[Start of section]
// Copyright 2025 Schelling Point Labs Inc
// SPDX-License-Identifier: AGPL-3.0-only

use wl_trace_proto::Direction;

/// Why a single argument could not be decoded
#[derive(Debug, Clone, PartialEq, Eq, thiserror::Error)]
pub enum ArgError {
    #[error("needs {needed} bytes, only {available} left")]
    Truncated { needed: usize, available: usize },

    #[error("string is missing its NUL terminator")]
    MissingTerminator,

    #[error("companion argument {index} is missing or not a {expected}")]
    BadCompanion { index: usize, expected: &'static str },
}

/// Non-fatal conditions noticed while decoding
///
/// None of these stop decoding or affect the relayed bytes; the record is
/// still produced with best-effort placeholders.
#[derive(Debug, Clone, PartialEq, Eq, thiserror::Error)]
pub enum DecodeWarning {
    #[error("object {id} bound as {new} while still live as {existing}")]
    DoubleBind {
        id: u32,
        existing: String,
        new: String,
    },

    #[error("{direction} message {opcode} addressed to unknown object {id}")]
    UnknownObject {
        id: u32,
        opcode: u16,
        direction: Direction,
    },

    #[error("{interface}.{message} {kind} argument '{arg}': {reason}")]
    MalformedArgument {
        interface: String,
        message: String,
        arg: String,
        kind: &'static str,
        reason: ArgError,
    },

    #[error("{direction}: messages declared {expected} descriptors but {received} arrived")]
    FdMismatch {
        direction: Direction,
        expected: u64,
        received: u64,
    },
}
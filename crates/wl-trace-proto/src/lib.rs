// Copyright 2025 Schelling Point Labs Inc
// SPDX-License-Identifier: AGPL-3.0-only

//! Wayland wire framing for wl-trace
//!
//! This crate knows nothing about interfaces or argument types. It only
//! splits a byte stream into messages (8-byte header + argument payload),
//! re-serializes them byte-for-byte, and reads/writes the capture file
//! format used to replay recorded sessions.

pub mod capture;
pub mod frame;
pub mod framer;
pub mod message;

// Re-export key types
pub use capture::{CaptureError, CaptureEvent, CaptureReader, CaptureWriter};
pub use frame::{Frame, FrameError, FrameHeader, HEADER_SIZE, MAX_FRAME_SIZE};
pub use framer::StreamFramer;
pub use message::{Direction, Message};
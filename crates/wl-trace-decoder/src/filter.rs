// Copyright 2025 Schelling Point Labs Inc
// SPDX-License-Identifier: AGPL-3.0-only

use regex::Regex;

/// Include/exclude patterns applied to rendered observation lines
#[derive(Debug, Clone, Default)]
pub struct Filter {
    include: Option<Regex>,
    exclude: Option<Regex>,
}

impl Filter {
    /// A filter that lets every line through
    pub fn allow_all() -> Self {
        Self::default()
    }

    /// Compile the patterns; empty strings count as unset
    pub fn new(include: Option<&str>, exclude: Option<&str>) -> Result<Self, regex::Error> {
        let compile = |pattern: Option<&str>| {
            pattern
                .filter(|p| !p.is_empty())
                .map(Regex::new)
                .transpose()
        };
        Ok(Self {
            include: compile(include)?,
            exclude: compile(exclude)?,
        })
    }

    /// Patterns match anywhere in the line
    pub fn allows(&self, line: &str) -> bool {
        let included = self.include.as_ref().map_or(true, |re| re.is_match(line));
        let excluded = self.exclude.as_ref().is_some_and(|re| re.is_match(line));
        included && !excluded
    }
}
[End of section]
### To do
The line that contains "filename crates/wl-trace-decoder/src/filter.rs", the final line of the listing, and every line between them are to be retyped exactly; nothing else.

### Completed exercise
filename crates/wl-trace-decoder/src/filter.rs
// Copyright 2025 Schelling Point Labs Inc
// SPDX-License-Identifier: AGPL-3.0-only

use regex::Regex;

/// Include/exclude patterns applied to rendered observation lines
#[derive(Debug, Clone, Default)]
pub struct Filter {
    include: Option<Regex>,
    exclude: Option<Regex>,
}

impl Filter {
    /// A filter that lets every line through
    pub fn allow_all() -> Self {
        Self::default()
    }

    /// Compile the patterns; empty strings count as unset
    pub fn new(include: Option<&str>, exclude: Option<&str>) -> Result<Self, regex::Error> {
        let compile = |pattern: Option<&str>| {
            pattern
                .filter(|p| !p.is_empty())
                .map(Regex::new)
                .transpose()
        };
        Ok(Self {
            include: compile(include)?,
            exclude: compile(exclude)?,
        })
    }

    /// Patterns match anywhere in the line
    pub fn allows(&self, line: &str) -> bool {
        let included = self.include.as_ref().map_or(true, |re| re.is_match(line));
        let excluded = self.exclude.as_ref().is_some_and(|re| re.is_match(line));
        included && !excluded
    }
}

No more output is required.